• Task objective:
Exact repetition of every record is required.

== Exercise material

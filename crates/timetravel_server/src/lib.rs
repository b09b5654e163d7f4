//! Session server for time-travel tic-tac-toe.
//!
//! Each session owns one game; the REST API in [`api`] exposes moves,
//! history jumps and the history order toggle as JSON endpoints.

#![warn(missing_docs)]
#![forbid(unsafe_code)]

pub mod api;
mod session;

pub use api::{
    ApiError, CreateSessionRequest, ErrorBody, JumpRequest, MoveRequest, SessionView, router,
};
pub use session::{GameSession, SessionError, SessionId, SessionManager};

use tokio::net::TcpListener;
use tracing::{info, instrument};

/// Serves the API on an already bound listener until the server stops.
#[instrument(skip(listener, sessions))]
pub async fn serve(listener: TcpListener, sessions: SessionManager) -> std::io::Result<()> {
    let addr = listener.local_addr()?;
    info!(%addr, "Session server ready");
    axum::serve(listener, router(sessions)).await
}
//! Rejections returned by the state machine.

use crate::{Player, Position};
use serde::{Deserialize, Serialize};

/// What an out-of-range index was meant to address.
#[derive(Debug, Clone, Copy, PartialEq, Eq, Hash, Serialize, Deserialize, derive_more::Display)]
pub enum IndexTarget {
    /// A board cell (0-8).
    #[display("cell")]
    Cell,
    /// A history step.
    #[display("step")]
    Step,
}

/// Error returned when an operation is rejected.
///
/// A rejected operation never changes the game state.
#[derive(Debug, Clone, PartialEq, Eq, derive_more::Display)]
pub enum GameError {
    /// Cell index outside the board, or step outside the history.
    #[display("Invalid {target} index {index} (must be below {limit})")]
    InvalidIndex {
        /// Cell or step.
        target: IndexTarget,
        /// The index that was asked for.
        index: usize,
        /// Exclusive upper bound at the time of the request.
        limit: usize,
    },

    /// The cell is already marked.
    #[display("Cell {_0} is already occupied")]
    CellOccupied(Position),

    /// The current board already has a winning line.
    #[display("Game is already decided: {_0} has won")]
    GameAlreadyDecided(Player),

    /// An invariant was violated (postcondition failure).
    #[display("Invariant violation: {_0}")]
    InvariantViolation(String),
}

impl GameError {
    /// Stable machine-readable code.
    pub fn code(&self) -> &'static str {
        match self {
            GameError::InvalidIndex { .. } => "invalid_index",
            GameError::CellOccupied(_) => "cell_occupied",
            GameError::GameAlreadyDecided(_) => "game_already_decided",
            GameError::InvariantViolation(_) => "invariant_violation",
        }
    }
}

impl std::error::Error for GameError {}
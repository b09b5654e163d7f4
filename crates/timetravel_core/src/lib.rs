//! Tic-tac-toe with a time-travel move history.
//!
//! # Architecture
//!
//! - **Rules**: pure win and draw detection over a 9-cell board
//! - **Machine**: history of board snapshots with a movable current step
//! - **Contracts**: pre/postconditions around every transition
//! - **Views**: status, history list, board projection and snapshot
//!
//! # Example
//!
//! ```
//! use timetravel_core::{GameStateMachine, Player};
//!
//! let mut game = GameStateMachine::new();
//! game.apply_move(4).unwrap();
//! game.apply_move(0).unwrap();
//! game.jump_to(1).unwrap();
//! assert_eq!(game.next_player(), Player::O);
//! game.apply_move(8).unwrap();
//! assert_eq!(game.history().len(), 3);
//! ```

#![warn(missing_docs)]
#![forbid(unsafe_code)]

pub mod contracts;
mod error;
mod history;
pub mod invariants;
mod machine;
mod position;
pub mod render;
pub mod rules;
mod snapshot;
mod status;
mod types;

pub use error::{GameError, IndexTarget};
pub use history::{DisplayOrder, History, HistoryEntry, Move};
pub use machine::{GameStateMachine, Placement};
pub use position::{LOCATIONS, Location, Position};
pub use rules::{Win, WinResult, evaluate};
pub use snapshot::GameSnapshot;
pub use status::DisplayStatus;
pub use types::{Board, CELL_COUNT, Cell, Player};
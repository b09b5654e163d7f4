//! Monotonic board invariant: marks never change once placed.

use super::Invariant;
use crate::Cell;
use crate::machine::GameStateMachine;

/// Invariant: every occupied cell of a snapshot is unchanged in the next one.
pub struct MonotonicBoardInvariant;

impl Invariant<GameStateMachine> for MonotonicBoardInvariant {
    fn holds(game: &GameStateMachine) -> bool {
        game.history.as_slice().windows(2).all(|pair| {
            pair[0]
                .squares
                .cells()
                .iter()
                .zip(pair[1].squares.cells())
                .all(|(prev, next)| *prev == Cell::Empty || prev == next)
        })
    }

    fn description() -> &'static str {
        "Board cells are monotonic (never overwritten)"
    }
}

#[cfg(test)]
mod tests {
    use super::*;
    use crate::{Player, Position};

    #[test]
    fn test_holds_for_played_game() {
        let game = GameStateMachine::replay(&[0, 4, 8, 2]).unwrap();
        assert!(MonotonicBoardInvariant::holds(&game));
    }

    #[test]
    fn test_overwritten_mark_violates() {
        let mut game = GameStateMachine::replay(&[4, 0]).unwrap();
        game.history.moves[2]
            .squares
            .set(Position::Center, Cell::Occupied(Player::O));
        assert!(!MonotonicBoardInvariant::holds(&game));
    }
}
//! Game rules for tic-tac-toe.
//!
//! Pure functions over a [`Board`](crate::Board). Rules are kept apart from
//! history handling so the state machine and its contracts can share them.

pub mod draw;
pub mod win;

pub use draw::{is_draw, is_full};
pub use win::{Win, WinResult, WINNING_LINES, evaluate};
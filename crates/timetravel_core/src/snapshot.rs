//! Serializable read model of a game.

use crate::history::{DisplayOrder, HistoryEntry};
use crate::{Board, DisplayStatus, GameStateMachine, Player};
use serde::Serialize;

/// Everything a renderer needs, as plain data.
#[derive(Debug, Clone, PartialEq, Eq, Serialize)]
pub struct GameSnapshot {
    /// Board at the current step (`null`, `"X"`, `"O"`).
    pub board: Board,
    /// Status line.
    pub status: DisplayStatus,
    /// Status line as text.
    pub message: String,
    /// Cells of the winning line, empty when undecided.
    pub winning_cells: Vec<usize>,
    /// Player to move at the current step.
    pub next_player: Player,
    /// Step being shown.
    pub current_step: usize,
    /// Number of snapshots in the history.
    pub history_len: usize,
    /// Order of `history`.
    pub display_order: DisplayOrder,
    /// History list in display order.
    pub history: Vec<HistoryEntry>,
}

impl From<&GameStateMachine> for GameSnapshot {
    fn from(game: &GameStateMachine) -> Self {
        let status = game.status();
        Self {
            board: game.board().clone(),
            status,
            message: status.to_string(),
            winning_cells: status.win().map(|w| w.indices().to_vec()).unwrap_or_default(),
            next_player: game.next_player(),
            current_step: game.current_step(),
            history_len: game.history().len(),
            display_order: game.display_order(),
            history: game.history_entries(),
        }
    }
}

impl GameStateMachine {
    /// Read model of the current state.
    pub fn snapshot(&self) -> GameSnapshot {
        GameSnapshot::from(self)
    }
}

====

• Answer section:
filename crates/timetravel_server/src/lib.rs
repository b09b5654e163d7f4
//! Session server for time-travel tic-tac-toe.
//!
//! Each session owns one game; the REST API in [`api`] exposes moves,
//! history jumps and the history order toggle as JSON endpoints.

#![warn(missing_docs)]
#![forbid(unsafe_code)]

pub mod api;
mod session;

pub use api::{
    ApiError, CreateSessionRequest, ErrorBody, JumpRequest, MoveRequest, SessionView, router,
};
pub use session::{GameSession, SessionError, SessionId, SessionManager};

use tokio::net::TcpListener;
use tracing::{info, instrument};

/// Serves the API on an already bound listener until the server stops.
#[instrument(skip(listener, sessions))]
pub async fn serve(listener: TcpListener, sessions: SessionManager) -> std::io::Result<()> {
    let addr = listener.local_addr()?;
    info!(%addr, "Session server ready");
    axum::serve(listener, router(sessions)).await
}
//! Rejections returned by the state machine.

use crate::{Player, Position};
use serde::{Deserialize, Serialize};

/// What an out-of-range index was meant to address.
#[derive(Debug, Clone, Copy, PartialEq, Eq, Hash, Serialize, Deserialize, derive_more::Display)]
pub enum IndexTarget {
    /// A board cell (0-8).
    #[display("cell")]
    Cell,
    /// A history step.
    #[display("step")]
    Step,
}

/// Error returned when an operation is rejected.
///
/// A rejected operation never changes the game state.
#[derive(Debug, Clone, PartialEq, Eq, derive_more::Display)]
pub enum GameError {
    /// Cell index outside the board, or step outside the history.
    #[display("Invalid {target} index {index} (must be below {limit})")]
    InvalidIndex {
        /// Cell or step.
        target: IndexTarget,
        /// The index that was asked for.
        index: usize,
        /// Exclusive upper bound at the time of the request.
        limit: usize,
    },

    /// The cell is already marked.
    #[display("Cell {_0} is already occupied")]
    CellOccupied(Position),

    /// The current board already has a winning line.
    #[display("Game is already decided: {_0} has won")]
    GameAlreadyDecided(Player),

    /// An invariant was violated (postcondition failure).
    #[display("Invariant violation: {_0}")]
    InvariantViolation(String),
}

impl GameError {
    /// Stable machine-readable code.
    pub fn code(&self) -> &'static str {
        match self {
            GameError::InvalidIndex { .. } => "invalid_index",
            GameError::CellOccupied(_) => "cell_occupied",
            GameError::GameAlreadyDecided(_) => "game_already_decided",
            GameError::InvariantViolation(_) => "invariant_violation",
        }
    }
}

impl std::error::Error for GameError {}
repository b09b5654e163d7f4
filename crates/timetravel_core/src/lib.rs
//! Tic-tac-toe with a time-travel move history.
//!
//! # Architecture
//!
//! - **Rules**: pure win and draw detection over a 9-cell board
//! - **Machine**: history of board snapshots with a movable current step
//! - **Contracts**: pre/postconditions around every transition
//! - **Views**: status, history list, board projection and snapshot
//!
//! # Example
//!
//! ```
//! use timetravel_core::{GameStateMachine, Player};
//!
//! let mut game = GameStateMachine::new();
//! game.apply_move(4).unwrap();
//! game.apply_move(0).unwrap();
//! game.jump_to(1).unwrap();
//! assert_eq!(game.next_player(), Player::O);
//! game.apply_move(8).unwrap();
//! assert_eq!(game.history().len(), 3);
//! ```

#![warn(missing_docs)]
#![forbid(unsafe_code)]

pub mod contracts;
mod error;
mod history;
pub mod invariants;
mod machine;
mod position;
pub mod render;
pub mod rules;
mod snapshot;
mod status;
mod types;

pub use error::{GameError, IndexTarget};
pub use history::{DisplayOrder, History, HistoryEntry, Move};
pub use machine::{GameStateMachine, Placement};
pub use position::{LOCATIONS, Location, Position};
pub use rules::{Win, WinResult, evaluate};
pub use snapshot::GameSnapshot;
pub use status::DisplayStatus;
pub use types::{Board, CELL_COUNT, Cell, Player};
repository b09b5654e163d7f4
//! Monotonic board invariant: marks never change once placed.

use super::Invariant;
use crate::Cell;
use crate::machine::GameStateMachine;

/// Invariant: every occupied cell of a snapshot is unchanged in the next one.
pub struct MonotonicBoardInvariant;

impl Invariant<GameStateMachine> for MonotonicBoardInvariant {
    fn holds(game: &GameStateMachine) -> bool {
        game.history.as_slice().windows(2).all(|pair| {
            pair[0]
                .squares
                .cells()
                .iter()
                .zip(pair[1].squares.cells())
                .all(|(prev, next)| *prev == Cell::Empty || prev == next)
        })
    }

    fn description() -> &'static str {
        "Board cells are monotonic (never overwritten)"
    }
}

#[cfg(test)]
mod tests {
    use super::*;
    use crate::{Player, Position};

    #[test]
    fn test_holds_for_played_game() {
        let game = GameStateMachine::replay(&[0, 4, 8, 2]).unwrap();
        assert!(MonotonicBoardInvariant::holds(&game));
    }

    #[test]
    fn test_overwritten_mark_violates() {
        let mut game = GameStateMachine::replay(&[4, 0]).unwrap();
        game.history.moves[2]
            .squares
            .set(Position::Center, Cell::Occupied(Player::O));
        assert!(!MonotonicBoardInvariant::holds(&game));
    }
}
//! Game rules for tic-tac-toe.
//!
//! Pure functions over a [`Board`](crate::Board). Rules are kept apart from
//! history handling so the state machine and its contracts can share them.

pub mod draw;
pub mod win;

pub use draw::{is_draw, is_full};
pub use win::{Win, WinResult, WINNING_LINES, evaluate};
filename crates/timetravel_core/src/snapshot.rs
//! Serializable read model of a game.

use crate::history::{DisplayOrder, HistoryEntry};
use crate::{Board, DisplayStatus, GameStateMachine, Player};
use serde::Serialize;

/// Everything a renderer needs, as plain data.
#[derive(Debug, Clone, PartialEq, Eq, Serialize)]
pub struct GameSnapshot {
    /// Board at the current step (`null`, `"X"`, `"O"`).
    pub board: Board,
    /// Status line.
    pub status: DisplayStatus,
    /// Status line as text.
    pub message: String,
    /// Cells of the winning line, empty when undecided.
    pub winning_cells: Vec<usize>,
    /// Player to move at the current step.
    pub next_player: Player,
    /// Step being shown.
    pub current_step: usize,
    /// Number of snapshots in the history.
    pub history_len: usize,
    /// Order of `history`.
    pub display_order: DisplayOrder,
    /// History list in display order.
    pub history: Vec<HistoryEntry>,
}

impl From<&GameStateMachine> for GameSnapshot {
    fn from(game: &GameStateMachine) -> Self {
        let status = game.status();
        Self {
            board: game.board().clone(),
            status,
            message: status.to_string(),
            winning_cells: status.win().map(|w| w.indices().to_vec()).unwrap_or_default(),
            next_player: game.next_player(),
            current_step: game.current_step(),
            history_len: game.history().len(),
            display_order: game.display_order(),
            history: game.history_entries(),
        }
    }
}

impl GameStateMachine {
    /// Read model of the current state.
    pub fn snapshot(&self) -> GameSnapshot {
        GameSnapshot::from(self)
    }
}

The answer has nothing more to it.